• [Data for processing]
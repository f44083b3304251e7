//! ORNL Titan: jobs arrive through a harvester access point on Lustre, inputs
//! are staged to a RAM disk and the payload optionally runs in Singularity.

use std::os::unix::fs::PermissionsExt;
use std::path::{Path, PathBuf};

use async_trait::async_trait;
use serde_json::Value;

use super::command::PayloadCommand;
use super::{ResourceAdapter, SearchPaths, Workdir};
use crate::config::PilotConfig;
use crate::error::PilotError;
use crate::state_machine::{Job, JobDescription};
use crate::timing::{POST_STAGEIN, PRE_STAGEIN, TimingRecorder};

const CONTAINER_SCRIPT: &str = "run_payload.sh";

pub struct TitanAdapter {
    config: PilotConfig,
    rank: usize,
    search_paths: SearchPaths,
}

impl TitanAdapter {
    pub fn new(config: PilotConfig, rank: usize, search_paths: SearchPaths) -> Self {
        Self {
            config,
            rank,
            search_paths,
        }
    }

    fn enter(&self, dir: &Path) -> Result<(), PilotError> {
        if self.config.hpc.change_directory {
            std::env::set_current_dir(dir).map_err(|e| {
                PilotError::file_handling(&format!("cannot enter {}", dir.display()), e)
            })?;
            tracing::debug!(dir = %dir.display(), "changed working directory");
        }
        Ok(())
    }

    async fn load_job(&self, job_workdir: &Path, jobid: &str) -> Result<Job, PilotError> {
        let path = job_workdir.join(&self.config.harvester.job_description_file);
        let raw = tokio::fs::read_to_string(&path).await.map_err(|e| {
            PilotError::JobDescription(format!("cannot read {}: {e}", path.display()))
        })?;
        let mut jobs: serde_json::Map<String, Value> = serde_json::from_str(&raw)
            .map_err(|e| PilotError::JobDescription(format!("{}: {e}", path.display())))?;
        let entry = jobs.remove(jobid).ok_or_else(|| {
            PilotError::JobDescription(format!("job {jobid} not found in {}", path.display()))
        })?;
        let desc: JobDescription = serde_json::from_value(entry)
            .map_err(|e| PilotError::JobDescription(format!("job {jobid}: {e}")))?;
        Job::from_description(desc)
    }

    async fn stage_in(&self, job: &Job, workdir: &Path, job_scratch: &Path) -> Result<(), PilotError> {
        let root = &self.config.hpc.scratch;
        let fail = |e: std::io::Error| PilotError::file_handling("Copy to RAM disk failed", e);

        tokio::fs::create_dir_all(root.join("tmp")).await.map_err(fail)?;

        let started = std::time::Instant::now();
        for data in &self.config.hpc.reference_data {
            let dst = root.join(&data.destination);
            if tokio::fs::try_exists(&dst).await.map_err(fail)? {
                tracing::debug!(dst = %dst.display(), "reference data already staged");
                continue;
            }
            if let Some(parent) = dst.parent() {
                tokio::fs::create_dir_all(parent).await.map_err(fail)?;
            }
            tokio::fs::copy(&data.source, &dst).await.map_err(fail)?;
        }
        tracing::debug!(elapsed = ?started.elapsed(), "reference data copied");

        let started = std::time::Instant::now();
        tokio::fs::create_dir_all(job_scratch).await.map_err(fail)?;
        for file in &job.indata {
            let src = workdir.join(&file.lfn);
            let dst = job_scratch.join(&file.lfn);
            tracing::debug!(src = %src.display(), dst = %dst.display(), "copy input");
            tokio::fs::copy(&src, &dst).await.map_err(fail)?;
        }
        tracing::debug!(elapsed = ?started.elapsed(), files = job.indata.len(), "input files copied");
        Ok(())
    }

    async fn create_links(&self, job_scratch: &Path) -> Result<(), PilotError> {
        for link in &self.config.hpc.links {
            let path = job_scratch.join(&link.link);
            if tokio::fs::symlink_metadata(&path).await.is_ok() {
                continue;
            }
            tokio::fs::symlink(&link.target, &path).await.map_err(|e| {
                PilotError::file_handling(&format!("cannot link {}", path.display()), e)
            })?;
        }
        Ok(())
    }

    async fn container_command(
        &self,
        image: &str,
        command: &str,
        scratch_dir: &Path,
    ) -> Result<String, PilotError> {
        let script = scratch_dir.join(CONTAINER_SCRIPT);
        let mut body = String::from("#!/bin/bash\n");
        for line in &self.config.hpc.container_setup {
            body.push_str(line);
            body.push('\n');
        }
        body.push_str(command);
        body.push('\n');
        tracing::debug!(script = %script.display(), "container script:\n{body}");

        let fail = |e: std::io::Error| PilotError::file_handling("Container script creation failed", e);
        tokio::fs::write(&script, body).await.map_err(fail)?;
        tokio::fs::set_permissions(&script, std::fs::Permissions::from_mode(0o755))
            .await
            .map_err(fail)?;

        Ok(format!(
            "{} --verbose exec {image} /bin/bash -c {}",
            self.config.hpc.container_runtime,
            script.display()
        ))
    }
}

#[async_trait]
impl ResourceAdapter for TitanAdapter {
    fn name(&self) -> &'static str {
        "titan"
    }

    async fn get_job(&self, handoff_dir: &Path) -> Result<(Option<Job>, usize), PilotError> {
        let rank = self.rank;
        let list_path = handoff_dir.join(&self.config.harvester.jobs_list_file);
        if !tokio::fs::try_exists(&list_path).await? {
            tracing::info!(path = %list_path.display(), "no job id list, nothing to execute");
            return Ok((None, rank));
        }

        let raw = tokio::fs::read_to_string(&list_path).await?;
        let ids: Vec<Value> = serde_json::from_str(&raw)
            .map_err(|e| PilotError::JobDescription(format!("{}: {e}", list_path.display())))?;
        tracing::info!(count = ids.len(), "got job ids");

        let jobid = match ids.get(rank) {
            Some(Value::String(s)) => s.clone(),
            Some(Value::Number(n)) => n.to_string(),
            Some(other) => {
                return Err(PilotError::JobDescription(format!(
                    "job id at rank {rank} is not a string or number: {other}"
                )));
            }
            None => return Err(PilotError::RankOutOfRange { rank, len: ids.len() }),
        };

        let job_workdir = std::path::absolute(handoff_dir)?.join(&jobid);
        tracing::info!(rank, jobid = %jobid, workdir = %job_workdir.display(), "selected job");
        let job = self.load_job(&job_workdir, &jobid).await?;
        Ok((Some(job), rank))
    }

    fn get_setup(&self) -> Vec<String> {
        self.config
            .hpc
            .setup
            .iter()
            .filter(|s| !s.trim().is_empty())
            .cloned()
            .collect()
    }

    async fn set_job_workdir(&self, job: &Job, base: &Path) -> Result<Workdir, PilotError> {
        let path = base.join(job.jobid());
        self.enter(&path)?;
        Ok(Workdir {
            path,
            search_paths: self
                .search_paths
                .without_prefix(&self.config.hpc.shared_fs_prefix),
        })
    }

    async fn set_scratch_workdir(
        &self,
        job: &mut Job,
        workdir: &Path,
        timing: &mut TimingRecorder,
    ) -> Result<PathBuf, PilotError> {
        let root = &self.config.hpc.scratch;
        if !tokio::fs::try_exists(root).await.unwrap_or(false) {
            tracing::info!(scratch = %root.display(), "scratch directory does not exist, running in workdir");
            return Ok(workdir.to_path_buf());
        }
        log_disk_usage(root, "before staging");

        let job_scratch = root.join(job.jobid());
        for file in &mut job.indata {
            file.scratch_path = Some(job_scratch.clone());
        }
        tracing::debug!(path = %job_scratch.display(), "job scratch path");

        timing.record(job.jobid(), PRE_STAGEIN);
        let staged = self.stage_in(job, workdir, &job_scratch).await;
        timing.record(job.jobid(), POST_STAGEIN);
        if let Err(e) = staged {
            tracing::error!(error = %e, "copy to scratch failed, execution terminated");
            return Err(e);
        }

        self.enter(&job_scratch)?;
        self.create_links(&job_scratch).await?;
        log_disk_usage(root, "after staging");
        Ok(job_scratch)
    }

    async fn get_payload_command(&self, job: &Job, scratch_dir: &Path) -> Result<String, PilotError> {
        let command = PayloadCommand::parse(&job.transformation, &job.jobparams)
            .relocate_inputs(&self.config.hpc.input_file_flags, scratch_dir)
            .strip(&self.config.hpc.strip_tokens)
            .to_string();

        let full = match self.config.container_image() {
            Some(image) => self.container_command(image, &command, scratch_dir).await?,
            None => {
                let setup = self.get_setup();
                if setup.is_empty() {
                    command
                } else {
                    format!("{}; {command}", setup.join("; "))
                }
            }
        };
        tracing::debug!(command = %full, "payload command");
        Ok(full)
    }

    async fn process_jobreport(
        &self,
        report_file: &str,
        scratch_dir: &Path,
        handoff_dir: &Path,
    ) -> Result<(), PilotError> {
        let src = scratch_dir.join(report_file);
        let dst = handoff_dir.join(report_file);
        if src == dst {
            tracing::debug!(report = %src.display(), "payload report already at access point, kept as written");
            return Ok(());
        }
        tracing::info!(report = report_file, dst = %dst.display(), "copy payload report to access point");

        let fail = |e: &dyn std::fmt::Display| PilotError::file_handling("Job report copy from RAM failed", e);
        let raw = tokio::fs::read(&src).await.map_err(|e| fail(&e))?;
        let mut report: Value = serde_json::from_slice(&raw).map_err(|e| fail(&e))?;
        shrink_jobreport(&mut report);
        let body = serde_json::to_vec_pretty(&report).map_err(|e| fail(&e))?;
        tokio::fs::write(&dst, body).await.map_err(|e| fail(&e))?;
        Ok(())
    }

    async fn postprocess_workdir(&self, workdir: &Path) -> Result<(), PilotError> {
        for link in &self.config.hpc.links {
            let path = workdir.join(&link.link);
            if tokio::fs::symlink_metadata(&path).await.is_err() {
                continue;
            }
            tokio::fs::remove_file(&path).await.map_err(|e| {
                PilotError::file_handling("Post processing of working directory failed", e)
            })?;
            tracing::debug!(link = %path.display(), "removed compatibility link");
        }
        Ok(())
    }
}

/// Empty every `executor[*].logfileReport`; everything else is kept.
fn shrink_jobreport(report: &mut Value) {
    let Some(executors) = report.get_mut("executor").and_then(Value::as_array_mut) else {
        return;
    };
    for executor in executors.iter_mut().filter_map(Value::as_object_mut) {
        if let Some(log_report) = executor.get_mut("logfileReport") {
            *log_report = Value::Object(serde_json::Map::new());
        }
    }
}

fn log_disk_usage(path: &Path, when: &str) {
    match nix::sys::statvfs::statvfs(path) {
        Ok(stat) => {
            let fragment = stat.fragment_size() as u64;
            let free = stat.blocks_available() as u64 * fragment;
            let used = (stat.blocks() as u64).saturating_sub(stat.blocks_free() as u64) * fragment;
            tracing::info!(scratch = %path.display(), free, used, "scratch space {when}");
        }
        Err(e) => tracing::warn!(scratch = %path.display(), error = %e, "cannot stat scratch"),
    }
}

---

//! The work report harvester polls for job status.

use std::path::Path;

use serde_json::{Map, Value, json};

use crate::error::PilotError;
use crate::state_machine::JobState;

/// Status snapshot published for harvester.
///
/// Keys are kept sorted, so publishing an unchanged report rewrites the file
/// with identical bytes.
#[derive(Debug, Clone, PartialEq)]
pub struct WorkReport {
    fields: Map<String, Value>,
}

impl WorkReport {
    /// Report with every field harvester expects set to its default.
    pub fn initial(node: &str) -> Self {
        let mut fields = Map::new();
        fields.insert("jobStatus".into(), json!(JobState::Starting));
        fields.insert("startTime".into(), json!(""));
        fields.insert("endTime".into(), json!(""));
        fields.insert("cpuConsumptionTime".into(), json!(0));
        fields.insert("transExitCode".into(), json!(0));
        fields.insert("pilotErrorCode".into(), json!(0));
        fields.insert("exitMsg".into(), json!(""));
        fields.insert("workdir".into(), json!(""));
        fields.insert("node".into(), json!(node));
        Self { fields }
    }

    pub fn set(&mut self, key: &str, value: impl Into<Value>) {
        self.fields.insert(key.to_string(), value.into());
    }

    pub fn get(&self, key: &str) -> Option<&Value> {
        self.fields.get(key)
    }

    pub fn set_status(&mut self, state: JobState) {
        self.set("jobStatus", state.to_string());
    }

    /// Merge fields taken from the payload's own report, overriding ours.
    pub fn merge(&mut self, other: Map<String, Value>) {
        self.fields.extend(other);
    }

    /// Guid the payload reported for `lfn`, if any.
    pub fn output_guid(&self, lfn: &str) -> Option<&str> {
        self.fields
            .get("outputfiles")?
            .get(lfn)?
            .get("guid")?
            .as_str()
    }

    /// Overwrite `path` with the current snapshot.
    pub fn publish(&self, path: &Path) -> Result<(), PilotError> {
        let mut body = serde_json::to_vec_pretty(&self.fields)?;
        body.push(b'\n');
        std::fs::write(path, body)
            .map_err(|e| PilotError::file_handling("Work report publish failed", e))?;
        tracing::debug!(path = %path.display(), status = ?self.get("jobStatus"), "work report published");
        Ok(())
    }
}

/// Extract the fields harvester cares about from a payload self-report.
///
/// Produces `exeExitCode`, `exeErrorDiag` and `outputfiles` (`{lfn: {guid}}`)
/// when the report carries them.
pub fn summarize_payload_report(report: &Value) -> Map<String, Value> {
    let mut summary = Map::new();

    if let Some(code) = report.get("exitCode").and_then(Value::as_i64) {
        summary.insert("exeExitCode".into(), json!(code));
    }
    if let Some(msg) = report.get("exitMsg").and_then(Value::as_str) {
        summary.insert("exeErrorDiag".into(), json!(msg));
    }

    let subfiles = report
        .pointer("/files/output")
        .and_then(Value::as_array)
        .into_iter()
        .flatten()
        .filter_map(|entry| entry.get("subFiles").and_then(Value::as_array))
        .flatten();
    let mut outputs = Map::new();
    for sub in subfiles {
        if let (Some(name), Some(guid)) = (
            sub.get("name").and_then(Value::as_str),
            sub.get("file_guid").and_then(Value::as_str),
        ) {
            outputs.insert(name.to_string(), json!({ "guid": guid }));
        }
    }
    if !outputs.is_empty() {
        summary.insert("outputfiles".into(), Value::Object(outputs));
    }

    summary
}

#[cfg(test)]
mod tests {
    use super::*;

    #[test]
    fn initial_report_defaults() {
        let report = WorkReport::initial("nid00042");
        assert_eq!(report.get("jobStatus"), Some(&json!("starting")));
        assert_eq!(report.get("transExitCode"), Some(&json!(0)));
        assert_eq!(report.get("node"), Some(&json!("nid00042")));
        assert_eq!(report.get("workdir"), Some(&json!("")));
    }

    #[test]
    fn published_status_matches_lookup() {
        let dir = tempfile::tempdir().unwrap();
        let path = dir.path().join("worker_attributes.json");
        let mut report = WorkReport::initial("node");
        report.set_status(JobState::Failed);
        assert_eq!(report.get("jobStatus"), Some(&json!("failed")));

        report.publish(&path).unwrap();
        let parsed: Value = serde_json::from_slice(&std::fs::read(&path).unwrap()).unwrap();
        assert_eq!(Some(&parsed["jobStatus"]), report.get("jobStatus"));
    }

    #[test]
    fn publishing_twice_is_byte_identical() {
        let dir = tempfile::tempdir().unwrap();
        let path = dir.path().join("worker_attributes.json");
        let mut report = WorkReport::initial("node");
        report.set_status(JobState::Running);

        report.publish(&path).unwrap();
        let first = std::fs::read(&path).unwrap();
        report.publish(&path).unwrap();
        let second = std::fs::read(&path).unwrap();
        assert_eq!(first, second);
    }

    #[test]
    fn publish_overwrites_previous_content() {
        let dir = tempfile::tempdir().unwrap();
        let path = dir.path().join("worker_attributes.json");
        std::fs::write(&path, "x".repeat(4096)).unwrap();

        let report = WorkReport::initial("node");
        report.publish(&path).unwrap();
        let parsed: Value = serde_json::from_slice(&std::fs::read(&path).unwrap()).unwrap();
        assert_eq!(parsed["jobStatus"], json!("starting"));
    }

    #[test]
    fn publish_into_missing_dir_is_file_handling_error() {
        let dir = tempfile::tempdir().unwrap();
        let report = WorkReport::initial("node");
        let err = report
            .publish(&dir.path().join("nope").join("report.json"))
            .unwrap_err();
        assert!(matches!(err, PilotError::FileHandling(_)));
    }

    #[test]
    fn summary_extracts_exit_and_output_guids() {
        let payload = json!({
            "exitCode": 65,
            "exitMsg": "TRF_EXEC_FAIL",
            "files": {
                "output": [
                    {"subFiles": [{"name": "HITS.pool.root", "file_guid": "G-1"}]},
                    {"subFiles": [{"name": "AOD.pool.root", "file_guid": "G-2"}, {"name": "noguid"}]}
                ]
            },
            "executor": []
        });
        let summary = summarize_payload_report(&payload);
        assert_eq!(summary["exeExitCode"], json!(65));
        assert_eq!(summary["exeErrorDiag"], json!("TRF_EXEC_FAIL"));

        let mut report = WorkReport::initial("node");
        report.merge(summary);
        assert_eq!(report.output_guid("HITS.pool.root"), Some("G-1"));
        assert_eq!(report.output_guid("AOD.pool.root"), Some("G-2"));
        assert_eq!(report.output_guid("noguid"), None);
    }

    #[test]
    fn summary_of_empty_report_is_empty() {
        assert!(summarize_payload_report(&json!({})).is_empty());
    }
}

• [Task prompt] Of all the entries above, output exactly the lines between the one holding "repository f44083b3304251e7" and the one holding "use async_trait::async_trait;", inclusive.

• [Written response]
repository f44083b3304251e7
//! ORNL Titan: jobs arrive through a harvester access point on Lustre, inputs
//! are staged to a RAM disk and the payload optionally runs in Singularity.

use std::os::unix::fs::PermissionsExt;
use std::path::{Path, PathBuf};

use async_trait::async_trait;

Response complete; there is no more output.